UNITED STATES DISTRICT COURT FOR THE SOUTHERN DISTRICT OF OHIO EASTERN DIVISION
Nov 10, 2015
Civil Action 2:15-cv-2406 (S.D. Ohio Nov. 10, 2015)

Opinion

Civil Action 2:15-cv-2406

11-10-2015

SBA TOWERS VI, LLC, Plaintiff, v. CITY OF COSHOCTON BOARD OF ZONING APPEALS, Defendant.


Judge Edmund A. Sargus, Jr. OPINION AND ORDER

In this case, Plaintiff, SBA Towers VI, LLC ("SBA") maintains that Defendant, City of Coshocton, Board of Zoning Appeals ("Board") violated two provisions of the Telecommunications Act, ("TCA") 47 U.S.C. § 332(c)(7)(B)(iii), related to the claim that the Board failed to support the decision to deny SBA's application for a permit to construct a cellular tower in writing, supported by substantial evidence, and § 3332(c)(7)(B)(i)(II), for purportedly prohibiting the provision of personal wireless services. As relevant here, the parties disagree as to the proper scope of discovery under § 3332(c)(7)(B)(iii). SBA contends that no discovery is warranted as a matter of law. The Board counters that the administrative record in this case is scant such that it must be permitted to engage in discovery because it cannot adequately defend its position. This matter is before the Court for consideration of Plaintiff's Motion regarding the availability discovery for SBA's claim under § 3332(c)(7)(B)(iii). (ECF No. 11.) For the reasons that follow, SBA's Motion is GRANTED insofar as no discovery is permissible to support the Board's defense that substantial evidence supports its decision to deny SBA a zoning permit to construct a telecommunications tower.

I.

SBA desires to construct a telecommunications tower and related facility in an area that has significant gaps in wireless telecommunications coverage offered by Verizon, a national wireless carrier. SBA identified a site at 1205 Cambridge Road, Coshocton, Ohio that would address the need for improved wireless coverage. The City of Coshocton School District owns the real estate identified as the site and leased it to SBA. The lease expressly permits the construction of a telecommunications tower and related facility. (Compl., at ¶¶ 6-8.)

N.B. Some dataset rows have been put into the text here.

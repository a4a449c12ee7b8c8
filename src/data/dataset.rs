//! In-memory tabular dataset.

use ndarray::{Array2, ArrayView1, ArrayView2, Axis, concatenate};

use super::SampleSet;
use crate::error::{EngineError, Result};

/// A feature matrix with integer class labels and names for both.
///
/// Invariants (checked by [`Dataset::new`]):
/// - `feature_names.len() == features.ncols()`
/// - `labels.len() == features.nrows()`
/// - every label indexes into `class_names`
/// - every feature value is finite
#[derive(Debug, Clone, PartialEq)]
pub struct Dataset {
    features: Array2<f64>,
    labels: Vec<usize>,
    feature_names: Vec<String>,
    class_names: Vec<String>,
}

impl Dataset {
    /// Build a dataset, validating the shape invariants.
    ///
    /// # Errors
    ///
    /// - [`EngineError::ConfigurationMismatch`] if names, labels and matrix disagree
    /// - [`EngineError::Dataset`] if a feature value is NaN or infinite
    pub fn new(
        features: Array2<f64>,
        labels: Vec<usize>,
        feature_names: Vec<String>,
        class_names: Vec<String>,
    ) -> Result<Self> {
        if feature_names.len() != features.ncols() {
            log::error!(
                "dataset has {} feature names for {} columns",
                feature_names.len(),
                features.ncols()
            );
            return Err(EngineError::ConfigurationMismatch {
                what: "feature_names",
                found: feature_names.len(),
                expected: features.ncols(),
            });
        }
        if labels.len() != features.nrows() {
            return Err(EngineError::ConfigurationMismatch {
                what: "labels",
                found: labels.len(),
                expected: features.nrows(),
            });
        }
        if let Some(&max_label) = labels.iter().max() {
            if max_label >= class_names.len() {
                return Err(EngineError::ConfigurationMismatch {
                    what: "class_names",
                    found: class_names.len(),
                    expected: max_label + 1,
                });
            }
        }
        if let Some(((row, col), value)) = features.indexed_iter().find(|(_, v)| !v.is_finite()) {
            return Err(EngineError::Dataset(format!(
                "non-finite value {value} at row {row}, feature '{}'",
                feature_names[col]
            )));
        }

        Ok(Self {
            features,
            labels,
            feature_names,
            class_names,
        })
    }

    /// Build a dataset from row vectors.
    ///
    /// # Errors
    ///
    /// [`EngineError::InvalidRow`] on ragged rows, otherwise as
    /// [`Dataset::new`].
    pub fn from_rows(
        rows: &[Vec<f64>],
        labels: Vec<usize>,
        feature_names: Vec<String>,
        class_names: Vec<String>,
    ) -> Result<Self> {
        let features = rows_to_array(rows, feature_names.len())?;
        Self::new(features, labels, feature_names, class_names)
    }

    /// Stack two datasets with identical schemas row-wise (`a` rows first).
    pub fn concat(a: &Dataset, b: &Dataset) -> Result<Dataset> {
        if a.feature_names != b.feature_names {
            return Err(EngineError::ConfigurationMismatch {
                what: "feature_names",
                found: b.feature_names.len(),
                expected: a.feature_names.len(),
            });
        }
        if a.class_names != b.class_names {
            return Err(EngineError::ConfigurationMismatch {
                what: "class_names",
                found: b.class_names.len(),
                expected: a.class_names.len(),
            });
        }
        let features = concatenate(Axis(0), &[a.features.view(), b.features.view()])
            .map_err(|e| EngineError::Dataset(e.to_string()))?;
        let mut labels = a.labels.clone();
        labels.extend_from_slice(&b.labels);
        Self::new(features, labels, a.feature_names.clone(), a.class_names.clone())
    }

    /// Number of rows.
    #[inline]
    pub fn n_rows(&self) -> usize {
        self.features.nrows()
    }

    /// Number of feature columns.
    #[inline]
    pub fn n_features(&self) -> usize {
        self.features.ncols()
    }

    /// Number of declared classes.
    #[inline]
    pub fn n_classes(&self) -> usize {
        self.class_names.len()
    }

    pub fn features(&self) -> ArrayView2<'_, f64> {
        self.features.view()
    }

    pub fn labels(&self) -> &[usize] {
        &self.labels
    }

    pub fn feature_names(&self) -> &[String] {
        &self.feature_names
    }

    pub fn class_names(&self) -> &[String] {
        &self.class_names
    }

    /// Column view for one feature.
    pub fn column(&self, feature: usize) -> ArrayView1<'_, f64> {
        self.features.column(feature)
    }

    /// Resolve a feature name to its column index.
    ///
    /// # Errors
    ///
    /// [`EngineError::UnknownFeature`] if no column has this name.
    pub fn feature_index(&self, name: &str) -> Result<usize> {
        self.feature_names
            .iter()
            .position(|n| n == name)
            .ok_or_else(|| EngineError::UnknownFeature { name: name.to_string() })
    }

    /// Values of `feature` for the rows in `samples`, in sample order.
    pub fn gather_values(&self, samples: &SampleSet, feature: usize) -> Vec<f64> {
        let column = self.column(feature);
        samples.iter().map(|i| column[i]).collect()
    }

    /// Labels of the rows in `samples`, in sample order.
    pub fn gather_labels(&self, samples: &SampleSet) -> Vec<usize> {
        samples.iter().map(|i| self.labels[i]).collect()
    }

    /// The rows of `samples` as a new dataset with the same schema.
    pub fn select(&self, samples: &SampleSet) -> Dataset {
        Dataset {
            features: self.features.select(Axis(0), samples.indices()),
            labels: self.gather_labels(samples),
            feature_names: self.feature_names.clone(),
            class_names: self.class_names.clone(),
        }
    }
}

/// Stack row vectors into a matrix of `n_cols` columns.
///
/// # Errors
///
/// [`EngineError::InvalidRow`] for the first row of the wrong width.
pub fn rows_to_array(rows: &[Vec<f64>], n_cols: usize) -> Result<Array2<f64>> {
    let mut flat = Vec::with_capacity(rows.len() * n_cols);
    for (i, row) in rows.iter().enumerate() {
        if row.len() != n_cols {
            return Err(EngineError::InvalidRow {
                row: i,
                found: row.len(),
                expected: n_cols,
            });
        }
        flat.extend_from_slice(row);
    }
    Array2::from_shape_vec((rows.len(), n_cols), flat)
        .map_err(|e| EngineError::Dataset(format!("cannot shape {} rows: {}", rows.len(), e)))
}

SBA submitted a zoning permit application to the Board regarding its proposed telecommunications tower and facility on March 26, 2015. On May 6, 2015, the Board met to consider SBA's application. By letter dated May 13, 2015, the Board notified SBA that it had denied its zoning application. In the notification letter, the Board indicated that all members voted against the application and that "[s]urrounding home owners objected to a cell tower in residential area." (Compl, ¶¶ 24-26, Exh. B.)

II.

As relevant to the case at this juncture, SBA contends that the Board violated 47 U.S.C. § 332(c)(7)(B)(iii) by failing to support its decision to deny SBA's zoning permit with substantial evidence contained in a written record. The Board indicates that the administrative record in this case consists only of the Board's denial letter, its May 5, 2015 Meeting Minutes, and two letters from residents opposing SBA's application for a zoning permit. (Def's Mem. in Opp., at 2 (ECF No. 14.) The Board indicates that the meeting was not transcribed, recorded or videotaped but that the Minutes reveal that the Board members had a "lengthy discussion" regarding SBA's zoning permit and that the Board "voted on the appeal." (Id.) The Board therefore posits that it is unclear considering the administrative record alone what the members actually discussed and relied upon in their decision to deny the zoning permit. The Board therefore seeks discovery to establish that it relied on substantial evidence to deny SBA's application.

SBA counters that its claim under § 332(c)(7)(B)(iii) may be summarily adjudicated based on the administrative record as it stands at the time the Board rendered its decision. It maintains that the Board either has a written record that substantially supports its decision or it does not. SBA contends that the TCA does not contemplate discovery for a claim under § 332(c)(7)(B)(iii). The Court agrees.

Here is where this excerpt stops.